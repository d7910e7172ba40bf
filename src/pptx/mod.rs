//! Presentation document model and .pptx serialization.

pub mod presentation;
pub mod shape;
pub mod slide;
pub mod template;
pub mod text;

pub use presentation::Presentation;
pub use shape::{Outline, Shape, ShapeKind};
pub use slide::{Element, Slide};
pub use text::{Align, TextBox, TextStyle};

======

* To do
Please repeat each line above exactly.

* Written answer
repository d7910e7172ba40bf
filename src/pptx/mod.rs
//! Presentation document model and .pptx serialization.

pub mod presentation;
pub mod shape;
pub mod slide;
pub mod template;
pub mod text;

pub use presentation::Presentation;
pub use shape::{Outline, Shape, ShapeKind};
pub use slide::{Element, Slide};
pub use text::{Align, TextBox, TextStyle};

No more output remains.